Avrupa’da neşredilen ETHNOS adlı ilmi derginin 1967 yılında neşredilen 32. sayısında Stig WIKANDER adlı bir bilim adamının “MAYA ANDA ALTAIC. isthe Maya Group of LanguagesRelatedtotheAltaicFamily ?” (MAYA VE ALTAYCA. Maya grubu dillerinin Altay Dil Ailesi ile Akrabalığı var mı ? ) başlıklı geniş makalesi hayli ilgi çekici. Aynı yazının ikinci bölümünde, yine ETHNOS’un 34. sayısında (1970)yayınlanmış.
Yazar, Altay dillerinin akrabalığı konusunda ve Türkçe hakkında oldukça geniş bilgiye sahip olduğu için, bu konuda verdiği örnek kelimeler, dilciler tarafından itiraz edilemeyecek nitelikte;
MAYA TÜRKÇE
tucan doğan (—Orta Türkçe: togan)
kaxnak kasnak
tzimin deve (—OT: teve), Moğol : temen
chal çal
tzekil çakıl
alan,yalan al, alt, alçak
yokol yukarı— OT.yokaru
ich, ichil iç, içre, içeri
bolon bol
kubul kambur
chopol çopur
acan (ağlama) ağıt, ağıtmak
tic- (ağaç dikmek) dik-
tur- (oturmak) dur- (— OT. tur-)
tuy (saç, kıl ) tüy
Görüldüğü gibi verilen örnekler çok enteresan. Türkçe konuşan topluluklarının coğrafi sınırları bellidir. Kıtalar arası çok uzun bir mesafede ortaya çıkarılan dil akrabalığı bütün dil teorilerini yerinden oynatacak kadar güçlüdür. MAYA’ların dışında özellikle Kuzey Amerika yerlileri arasında yapılan dil araştırmalarında binlerce Türkçe veya Altayca (Moğolca, Mançu-Tunguzca) kelimenin varlığı tespit edilmiştir. Bu tür araştırmaların canlı şahidi, büyük Türkolog Prof. Dr. Osman Nedim Tuna’dır. Kendisinin yaptığı ve henüz Türkiye’de yayımlanmayan makaleleri, Türk Dili çalışmaları için sağlam örneklerdir.

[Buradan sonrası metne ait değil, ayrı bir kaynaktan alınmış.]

use crate::prelude::{CoreError, CoreResult};
use chrono::{DateTime, Utc};
use serde::{Deserialize, Serialize};
use std::collections::HashMap;
use std::path::Path;

/// Closed set of monitored sensor channels.
///
/// Serialized names match the CSV headers of the telemetry table.
#[derive(Debug, Clone, Copy, PartialEq, Eq, Hash, Serialize, Deserialize)]
#[serde(rename_all = "camelCase")]
pub enum Channel {
    Power,
    Temperature,
    BatteryHealth,
    SignalStrength,
    MemoryUsage,
}

impl Channel {
    pub const ALL: [Channel; 5] = [
        Channel::Power,
        Channel::Temperature,
        Channel::BatteryHealth,
        Channel::SignalStrength,
        Channel::MemoryUsage,
    ];

    pub fn name(self) -> &'static str {
        match self {
            Channel::Power => "power",
            Channel::Temperature => "temperature",
            Channel::BatteryHealth => "batteryHealth",
            Channel::SignalStrength => "signalStrength",
            Channel::MemoryUsage => "memoryUsage",
        }
    }

    /// Physical range the channel is clipped to.
    pub fn clip_range(self) -> (f64, f64) {
        match self {
            Channel::Power => (0.0, 100.0),
            Channel::Temperature => (-10.0, 50.0),
            Channel::BatteryHealth => (0.0, 100.0),
            Channel::SignalStrength => (0.0, 100.0),
            Channel::MemoryUsage => (0.0, 100.0),
        }
    }
}

/// One telemetry sample. Field order matches the CSV column order.
#[derive(Debug, Clone, Serialize, Deserialize)]
pub struct TelemetryRecord {
    pub timestamp: DateTime<Utc>,
    pub satellite_id: String,
    /// Orbit phase fraction in [0, 1).
    pub orbit_position: f64,
    pub in_eclipse: u8,
    pub power: f64,
    pub temperature: f64,
    #[serde(rename = "batteryHealth")]
    pub battery_health: f64,
    #[serde(rename = "signalStrength")]
    pub signal_strength: f64,
    #[serde(rename = "memoryUsage")]
    pub memory_usage: f64,
}

impl TelemetryRecord {
    pub fn value(&self, channel: Channel) -> f64 {
        match channel {
            Channel::Power => self.power,
            Channel::Temperature => self.temperature,
            Channel::BatteryHealth => self.battery_health,
            Channel::SignalStrength => self.signal_strength,
            Channel::MemoryUsage => self.memory_usage,
        }
    }

    pub fn value_mut(&mut self, channel: Channel) -> &mut f64 {
        match channel {
            Channel::Power => &mut self.power,
            Channel::Temperature => &mut self.temperature,
            Channel::BatteryHealth => &mut self.battery_health,
            Channel::SignalStrength => &mut self.signal_strength,
            Channel::MemoryUsage => &mut self.memory_usage,
        }
    }
}

/// Checks the series invariant: strictly increasing timestamps within each
/// satellite's records.
pub fn check_monotonic(records: &[TelemetryRecord]) -> CoreResult<()> {
    let mut last_seen: HashMap<&str, DateTime<Utc>> = HashMap::new();
    for record in records {
        if let Some(previous) = last_seen.get(record.satellite_id.as_str()) {
            if record.timestamp <= *previous {
                return Err(CoreError::InvalidInput(format!(
                    "non-monotonic timestamp {} for satellite {}",
                    record.timestamp, record.satellite_id
                )));
            }
        }
        last_seen.insert(record.satellite_id.as_str(), record.timestamp);
    }
    Ok(())
}

pub fn read_telemetry_csv<P: AsRef<Path>>(path: P) -> CoreResult<Vec<TelemetryRecord>> {
    let mut reader = csv::Reader::from_path(path)?;
    let mut records = Vec::new();
    for row in reader.deserialize() {
        records.push(row?);
    }
    Ok(records)
}

pub fn write_telemetry_csv<P: AsRef<Path>>(
    path: P,
    records: &[TelemetryRecord],
) -> CoreResult<()> {
    let mut writer = csv::Writer::from_path(path)?;
    for record in records {
        writer.serialize(record)?;
    }
    writer.flush()?;
    Ok(())
}

#[cfg(test)]
mod tests {
    use super::*;
    use chrono::TimeZone;

    fn record(offset_minutes: i64) -> TelemetryRecord {
        TelemetryRecord {
            timestamp: Utc.with_ymd_and_hms(2024, 1, 1, 0, 0, 0).unwrap()
                + chrono::Duration::minutes(offset_minutes),
            satellite_id: "SAT-001".to_string(),
            orbit_position: 0.1,
            in_eclipse: 0,
            power: 90.0,
            temperature: 25.0,
            battery_health: 95.0,
            signal_strength: 85.0,
            memory_usage: 60.0,
        }
    }

    #[test]
    fn telemetry_csv_round_trips() {
        let dir = tempfile::tempdir().unwrap();
        let path = dir.path().join("telemetry.csv");
        let records = vec![record(0), record(10)];
        write_telemetry_csv(&path, &records).unwrap();
        let loaded = read_telemetry_csv(&path).unwrap();
        assert_eq!(loaded.len(), 2);
        assert_eq!(loaded[0].satellite_id, "SAT-001");
        assert_eq!(loaded[1].timestamp, records[1].timestamp);
    }

    #[test]
    fn monotonic_check_rejects_repeated_timestamps() {
        let records = vec![record(0), record(0)];
        assert!(check_monotonic(&records).is_err());
        let records = vec![record(0), record(10)];
        assert!(check_monotonic(&records).is_ok());
    }

    #[test]
    fn channel_accessors_cover_all_channels() {
        let mut sample = record(0);
        for channel in Channel::ALL {
            *sample.value_mut(channel) = 42.0;
            assert_eq!(sample.value(channel), 42.0);
        }
    }
}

Bazı dilcilere göre bu tür benzerlikler “fantaziden öteye gitmemekte” dir. Ancak bunu söyleyenlerin de elinde başka bir delil yoktur. Gerçekten, bütün dillerde komşu ya da uzak dillerden ödünç alınmış (loanwords) kelimeler bulunmaktadır. Ancak bu tür kelimelerin yapısı, o dil içinde hemen belli olur. Birbirine bu kadar benzeyen kelimelerin, bu kadar uzak bir coğrafyada, aynen veya çok az farkla yaşaması, üzerinde ciddi olarak durulması gereken bir konudur.
Dil benzerliğinden başka, Amerika yerlilerinin kilim, kap-kacak ve konuşmalarında kullandıkları İM’ler atlarına vurdukları DAMGA’lar da başlı başına incelenecek etnografik konulardır.
Böyle bir çalışmayı Batılı bilginler zevk olsun diye yapmazlar. Her konuda Türk’ü küçük düşürmeye gayret eden batılıların bu yayınları bize ışık tutmalıdır.
Yorumlar kapalı.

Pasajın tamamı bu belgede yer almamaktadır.